It’s over-the-top emotional being the mom of the mom of a newborn and I am so thankful, I feel like I’m actually going to burst.
This afternoon, I am coming back down to earth and blogging my way out of an exhausting and emotional fog. I’ve only written two sentences and I made six spelling mistakes. I think it’s time for a nap.
I also think six days of waiting for little Poppy to be born did me in – a good reminder why younger people have babies! Today, it’s back to reality and I’ve been teary since the moment I got out of bed.
Brilliant moments of the week?
Rubbing my daughter’s belly every night while we waited for Poppy to be born.
Good bedtime conversations and prayer with Phoenie about being a big brother soon.
Getting the call for my daughter to go into the hospital for induction. BIG family celebration for THIS news, let me tell you!
Poppy’s eight-year-old sister grinning and saying, “I feel older now” when she met Poppy.
The first time Dawne and I looked at each other after Poppy was born and we both broke into tears. That is a moment that is etched in my mind, just like the moment when Dawne gave birth to Phoenie.
The moment I met that used-to-be bump in Dawne’s belly. My heart melted when I met Poppy. I don’t think there is any deeper or more intense human love felt than the emotions experienced when a child is born.
Absolute bliss – a few moments when the world feels like it’s supposed to be. As my sister-in-law recently expressed, “so fresh from Heaven…a breath of God.”
All swaddled in a warm blanket and a knitted hat with ears.
The last time I took so many pictures of exactly the same moment was during my first ever flight at 17 years old, when I took three rolls of film of sky and clouds. Mesmerizing.
Poppy’s mom?

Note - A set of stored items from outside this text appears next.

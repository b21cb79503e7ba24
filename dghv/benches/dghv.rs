use std::hint::black_box;

use criterion::{BenchmarkId, Criterion, criterion_group, criterion_main};
use dghv::{
    Ciphertext, Parameters, PrivateKey, PublicKey, Source, decrypt, encrypt_with_source, generate_keys_with_source,
    params::presets,
};

fn setup(params: &Parameters) -> (PublicKey, PrivateKey, Source) {
    let mut source: Source = Source::new([0u8; 32]);
    let (pk, sk) = generate_keys_with_source(params, &mut source).unwrap();
    (pk, sk, source)
}

fn bench_keygen(c: &mut Criterion) {
    let mut group = c.benchmark_group("keygen");
    group.sample_size(10);
    for params in [presets::tiny(), presets::toy()] {
        let mut source: Source = Source::new([0u8; 32]);
        group.bench_with_input(BenchmarkId::from_parameter(params.gamma()), &params, |b, params| {
            b.iter(|| black_box(generate_keys_with_source(params, &mut source).unwrap()))
        });
    }
    group.finish();
}

fn bench_encrypt(c: &mut Criterion) {
    let mut group = c.benchmark_group("encrypt");
    for params in [presets::tiny(), presets::toy()] {
        let (pk, _, mut source) = setup(&params);
        group.bench_with_input(BenchmarkId::from_parameter(params.gamma()), &params, |b, params| {
            b.iter(|| black_box(encrypt_with_source(1, &pk, params, &mut source).unwrap()))
        });
    }
    group.finish();
}

fn bench_decrypt(c: &mut Criterion) {
    let mut group = c.benchmark_group("decrypt");
    for params in [presets::tiny(), presets::toy()] {
        let (pk, sk, mut source) = setup(&params);
        let ct: Ciphertext = encrypt_with_source(1, &pk, &params, &mut source).unwrap();
        group.bench_with_input(BenchmarkId::from_parameter(params.gamma()), &params, |b, params| {
            b.iter(|| black_box(decrypt(&ct, &sk, params).unwrap()))
        });
    }
    group.finish();
}

fn bench_mul(c: &mut Criterion) {
    let mut group = c.benchmark_group("mul");
    for params in [presets::tiny(), presets::toy()] {
        let (pk, _, mut source) = setup(&params);
        let a: Ciphertext = encrypt_with_source(1, &pk, &params, &mut source).unwrap();
        let b: Ciphertext = encrypt_with_source(1, &pk, &params, &mut source).unwrap();
        group.bench_function(BenchmarkId::from_parameter(params.gamma()), |bench| {
            bench.iter(|| black_box(pk.mul(&a, &b)))
        });
    }
    group.finish();
}

criterion_group!(benches, bench_keygen, bench_encrypt, bench_decrypt, bench_mul);
criterion_main!(benches);
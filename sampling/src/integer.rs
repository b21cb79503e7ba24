use rand_core::RngCore;
use rug::{integer::Order, Integer};

use crate::source::Source;

impl Source {
    /// Returns a uniform integer in \[0, 2^{bits}).
    ///
    /// Consumes exactly `bits.div_ceil(64)` words of 64 bits from the stream,
    /// least significant word first, and masks the last one to the remaining bits.
    pub fn next_integer_bits(&mut self, bits: usize) -> Integer {
        let words: Vec<u64> = (0..bits.div_ceil(64)).map(|_| self.next_u64()).collect();
        let mut x: Integer = Integer::from_digits(&words, Order::Lsf);
        x.keep_bits_mut(bits as u32);
        x
    }

    /// Returns a uniform integer of exactly `bits` bits, i.e. in \[2^{bits-1}, 2^{bits}).
    pub fn next_integer_exact_bits(&mut self, bits: usize) -> Integer {
        assert!(bits > 0, "invalid argument bits: bits=0");
        let mut x: Integer = self.next_integer_bits(bits);
        x.set_bit((bits - 1) as u32, true);
        x
    }

    /// Returns a uniform integer in \[0, max).
    pub fn next_integer_n(&mut self, max: &Integer) -> Integer {
        assert!(*max > 0, "invalid argument max: max={} <= 0", max);
        let bits: usize = max.significant_bits() as usize;
        let mut x: Integer = self.next_integer_bits(bits);
        while x >= *max {
            x = self.next_integer_bits(bits);
        }
        x
    }

    /// Returns a uniform integer in the open interval (-2^{bits}, 2^{bits}).
    pub fn next_integer_symmetric(&mut self, bits: usize) -> Integer {
        let bound: Integer = Integer::from(1) << bits as u32;
        let width: Integer = Integer::from(&bound << 1u32) - 1u32;
        self.next_integer_n(&width) - (bound - 1u32)
    }

    /// Returns a uniform odd integer in the closed interval \[lo, hi\].
    pub fn next_odd_integer_range(&mut self, lo: &Integer, hi: &Integer) -> Integer {
        let mut first: Integer = lo.clone();
        if first.is_even() {
            first += 1u32;
        }
        assert!(
            first <= *hi,
            "invalid range: no odd integer in [{}, {}]",
            lo,
            hi
        );
        let count: Integer = (Integer::from(hi - &first) >> 1u32) + 1u32;
        let k: Integer = self.next_integer_n(&count);
        first + (k << 1u32)
    }
}
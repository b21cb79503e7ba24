use rug::{Integer, integer::Order};
use sampling::source::Source;

/// Reproducible stream of `gamma`-bit unsigned integers driven by a public seed.
///
/// The seed bytes (little-endian magnitude) are folded by XOR into a 32-byte
/// ChaCha8 key, byte `i` landing on position `i % 32`. Each value consumes
/// `gamma.div_ceil(64)` words of 64 bits from the ChaCha8 stream, least
/// significant word first, the last word masked to the remaining bits.
///
/// The expander only ever produces public values and must never be fed a
/// secret seed.
pub struct Expander {
    source: Source,
    gamma: usize,
}

impl Expander {
    pub fn new(seed: &Integer, gamma: usize) -> Self {
        Self {
            source: Source::new(fold_seed(seed)),
            gamma,
        }
    }

    pub fn gamma(&self) -> usize {
        self.gamma
    }

    /// Number of 32-bit stream words consumed per value.
    fn words_per_value(&self) -> u128 {
        (self.gamma.div_ceil(64) as u128) << 1
    }

    /// Positions the stream so that the next value is the `index`-th one.
    pub fn seek(&mut self, index: usize) {
        let word_pos: u128 = index as u128 * self.words_per_value();
        self.source.set_word_pos(word_pos);
    }

    /// Returns the `index`-th value of the sequence. The expander is left
    /// positioned on the value that follows it.
    pub fn value_at(&mut self, index: usize) -> Integer {
        self.seek(index);
        self.next_value()
    }

    pub fn next_value(&mut self) -> Integer {
        self.source.next_integer_bits(self.gamma)
    }
}

impl Iterator for Expander {
    type Item = Integer;

    fn next(&mut self) -> Option<Integer> {
        Some(self.next_value())
    }
}

fn fold_seed(seed: &Integer) -> [u8; 32] {
    let mut key: [u8; 32] = [0u8; 32];
    seed.to_digits::<u8>(Order::Lsf)
        .iter()
        .enumerate()
        .for_each(|(i, b)| key[i & 31] ^= b);
    key
}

Never so beautiful and nurturing.
There is nothing like a mother’s love for her newborn. Exhausted, yet exhilarated. Too sore to move too far too fast but willing to push heaven and earth to give birth. Overwhelmed yet solidly settled in love.
Awe struck and she almost forgets to breathe because Poppy’s a miracle.
Mom just wants to stop time and soak in the moment. Take it all in.
The roll of skin under her baby’s armpits.
The extra long thumb nail and the wisps of fine hair.
Her perfectly formed ears and nose.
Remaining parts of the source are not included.